Each line of the material that includes the string "Returns" counts once; report the total and nothing further.
□ □ □
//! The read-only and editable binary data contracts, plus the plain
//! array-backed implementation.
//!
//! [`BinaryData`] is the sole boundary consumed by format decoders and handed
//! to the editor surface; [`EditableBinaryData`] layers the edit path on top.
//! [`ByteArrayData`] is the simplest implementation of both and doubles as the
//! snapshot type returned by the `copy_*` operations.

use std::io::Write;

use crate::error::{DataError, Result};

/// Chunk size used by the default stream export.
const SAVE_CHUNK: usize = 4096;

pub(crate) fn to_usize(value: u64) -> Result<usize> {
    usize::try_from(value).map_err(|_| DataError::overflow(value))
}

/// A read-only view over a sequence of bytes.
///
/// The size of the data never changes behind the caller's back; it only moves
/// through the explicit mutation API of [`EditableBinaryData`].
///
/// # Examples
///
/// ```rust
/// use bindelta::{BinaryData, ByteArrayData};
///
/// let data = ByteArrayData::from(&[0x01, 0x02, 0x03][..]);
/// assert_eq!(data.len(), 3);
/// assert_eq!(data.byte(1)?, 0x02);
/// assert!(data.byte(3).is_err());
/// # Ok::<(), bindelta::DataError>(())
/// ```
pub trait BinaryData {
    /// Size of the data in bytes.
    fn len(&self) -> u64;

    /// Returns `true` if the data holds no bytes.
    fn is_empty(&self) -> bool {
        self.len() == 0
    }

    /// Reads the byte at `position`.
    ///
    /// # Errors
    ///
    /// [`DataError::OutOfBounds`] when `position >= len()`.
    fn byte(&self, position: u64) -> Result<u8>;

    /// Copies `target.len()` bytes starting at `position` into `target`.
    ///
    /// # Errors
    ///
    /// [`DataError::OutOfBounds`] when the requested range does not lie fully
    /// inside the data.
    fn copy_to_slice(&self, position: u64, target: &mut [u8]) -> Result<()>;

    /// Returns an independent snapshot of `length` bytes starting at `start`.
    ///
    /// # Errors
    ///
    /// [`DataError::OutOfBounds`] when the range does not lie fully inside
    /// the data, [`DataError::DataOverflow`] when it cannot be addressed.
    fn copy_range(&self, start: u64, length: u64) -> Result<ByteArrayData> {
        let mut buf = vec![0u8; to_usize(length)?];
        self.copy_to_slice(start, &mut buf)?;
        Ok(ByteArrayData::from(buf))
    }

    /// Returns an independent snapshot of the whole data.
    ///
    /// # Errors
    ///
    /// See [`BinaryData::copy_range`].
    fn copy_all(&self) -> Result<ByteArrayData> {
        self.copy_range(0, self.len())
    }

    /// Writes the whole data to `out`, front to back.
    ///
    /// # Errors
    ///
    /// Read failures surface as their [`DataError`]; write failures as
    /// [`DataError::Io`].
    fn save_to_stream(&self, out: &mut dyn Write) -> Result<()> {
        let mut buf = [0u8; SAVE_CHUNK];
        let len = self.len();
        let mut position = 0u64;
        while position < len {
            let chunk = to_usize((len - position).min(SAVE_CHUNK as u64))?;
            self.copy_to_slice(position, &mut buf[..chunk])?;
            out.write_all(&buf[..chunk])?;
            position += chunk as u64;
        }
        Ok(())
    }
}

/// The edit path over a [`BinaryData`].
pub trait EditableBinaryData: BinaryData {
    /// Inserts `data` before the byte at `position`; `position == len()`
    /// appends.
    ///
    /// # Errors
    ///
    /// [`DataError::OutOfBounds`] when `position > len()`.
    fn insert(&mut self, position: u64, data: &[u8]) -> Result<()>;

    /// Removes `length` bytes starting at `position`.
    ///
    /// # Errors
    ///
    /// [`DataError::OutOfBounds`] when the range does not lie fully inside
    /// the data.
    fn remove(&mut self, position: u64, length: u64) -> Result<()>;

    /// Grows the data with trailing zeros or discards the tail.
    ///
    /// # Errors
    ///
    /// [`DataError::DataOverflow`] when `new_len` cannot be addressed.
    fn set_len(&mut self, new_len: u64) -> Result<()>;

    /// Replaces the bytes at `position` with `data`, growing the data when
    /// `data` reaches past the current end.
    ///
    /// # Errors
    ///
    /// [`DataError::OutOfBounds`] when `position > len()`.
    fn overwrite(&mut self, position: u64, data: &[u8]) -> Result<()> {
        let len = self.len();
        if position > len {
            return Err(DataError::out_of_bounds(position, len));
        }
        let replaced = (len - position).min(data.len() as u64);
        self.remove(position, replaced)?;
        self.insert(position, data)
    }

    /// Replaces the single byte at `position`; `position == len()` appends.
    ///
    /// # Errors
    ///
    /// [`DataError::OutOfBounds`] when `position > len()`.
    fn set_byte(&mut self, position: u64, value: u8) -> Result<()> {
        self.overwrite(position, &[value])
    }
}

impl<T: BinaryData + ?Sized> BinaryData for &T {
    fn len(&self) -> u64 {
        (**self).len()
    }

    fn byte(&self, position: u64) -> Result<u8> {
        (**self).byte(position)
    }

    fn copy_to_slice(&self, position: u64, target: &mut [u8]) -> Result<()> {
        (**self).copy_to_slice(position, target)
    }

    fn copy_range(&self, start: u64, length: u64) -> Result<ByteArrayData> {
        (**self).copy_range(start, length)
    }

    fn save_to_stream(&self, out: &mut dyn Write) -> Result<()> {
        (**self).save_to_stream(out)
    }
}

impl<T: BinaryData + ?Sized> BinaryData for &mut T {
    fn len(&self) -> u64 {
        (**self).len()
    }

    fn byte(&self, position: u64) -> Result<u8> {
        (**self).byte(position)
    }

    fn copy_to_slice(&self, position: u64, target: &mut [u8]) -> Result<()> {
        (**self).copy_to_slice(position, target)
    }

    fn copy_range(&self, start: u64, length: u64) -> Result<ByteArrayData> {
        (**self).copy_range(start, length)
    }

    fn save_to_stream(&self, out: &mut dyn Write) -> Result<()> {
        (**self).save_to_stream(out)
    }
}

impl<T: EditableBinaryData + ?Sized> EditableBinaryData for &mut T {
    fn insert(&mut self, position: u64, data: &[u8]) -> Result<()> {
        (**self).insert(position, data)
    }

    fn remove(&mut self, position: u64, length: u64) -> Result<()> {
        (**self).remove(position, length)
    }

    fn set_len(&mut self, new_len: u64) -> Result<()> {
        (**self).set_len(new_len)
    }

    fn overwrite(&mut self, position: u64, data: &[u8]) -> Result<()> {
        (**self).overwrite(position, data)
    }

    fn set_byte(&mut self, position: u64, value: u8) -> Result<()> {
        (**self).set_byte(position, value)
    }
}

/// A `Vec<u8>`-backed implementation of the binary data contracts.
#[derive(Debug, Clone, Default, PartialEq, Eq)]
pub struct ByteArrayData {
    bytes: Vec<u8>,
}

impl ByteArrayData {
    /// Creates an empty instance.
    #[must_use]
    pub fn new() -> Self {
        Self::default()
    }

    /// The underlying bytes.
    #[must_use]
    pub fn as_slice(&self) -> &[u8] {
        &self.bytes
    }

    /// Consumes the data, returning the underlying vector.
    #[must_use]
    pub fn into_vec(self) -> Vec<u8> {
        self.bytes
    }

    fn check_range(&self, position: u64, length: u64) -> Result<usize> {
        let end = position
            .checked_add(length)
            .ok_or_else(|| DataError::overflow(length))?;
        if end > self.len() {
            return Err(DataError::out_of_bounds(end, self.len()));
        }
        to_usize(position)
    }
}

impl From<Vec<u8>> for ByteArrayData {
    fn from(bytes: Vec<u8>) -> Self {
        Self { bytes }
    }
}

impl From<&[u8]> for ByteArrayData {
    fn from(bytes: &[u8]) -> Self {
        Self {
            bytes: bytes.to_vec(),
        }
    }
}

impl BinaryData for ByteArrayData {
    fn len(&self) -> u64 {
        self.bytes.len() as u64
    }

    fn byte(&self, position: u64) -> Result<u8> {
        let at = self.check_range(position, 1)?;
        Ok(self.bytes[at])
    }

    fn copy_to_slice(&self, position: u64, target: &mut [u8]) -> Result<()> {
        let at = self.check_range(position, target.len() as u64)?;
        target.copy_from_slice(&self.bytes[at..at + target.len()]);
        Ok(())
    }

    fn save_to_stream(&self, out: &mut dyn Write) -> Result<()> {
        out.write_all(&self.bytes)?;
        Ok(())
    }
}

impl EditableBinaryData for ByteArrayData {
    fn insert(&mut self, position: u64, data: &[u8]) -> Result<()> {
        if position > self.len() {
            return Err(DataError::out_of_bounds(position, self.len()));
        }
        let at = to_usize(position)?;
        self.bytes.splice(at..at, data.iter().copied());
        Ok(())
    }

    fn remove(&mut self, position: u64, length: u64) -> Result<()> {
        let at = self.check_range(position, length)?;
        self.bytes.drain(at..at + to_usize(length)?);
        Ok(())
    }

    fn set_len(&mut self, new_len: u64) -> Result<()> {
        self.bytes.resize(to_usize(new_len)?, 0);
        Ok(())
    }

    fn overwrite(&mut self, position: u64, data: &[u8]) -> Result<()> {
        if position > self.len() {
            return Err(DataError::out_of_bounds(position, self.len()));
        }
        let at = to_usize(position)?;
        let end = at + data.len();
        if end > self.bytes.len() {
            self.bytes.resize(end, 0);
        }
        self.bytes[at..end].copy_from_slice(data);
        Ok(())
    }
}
□ □ □
### REPLY
3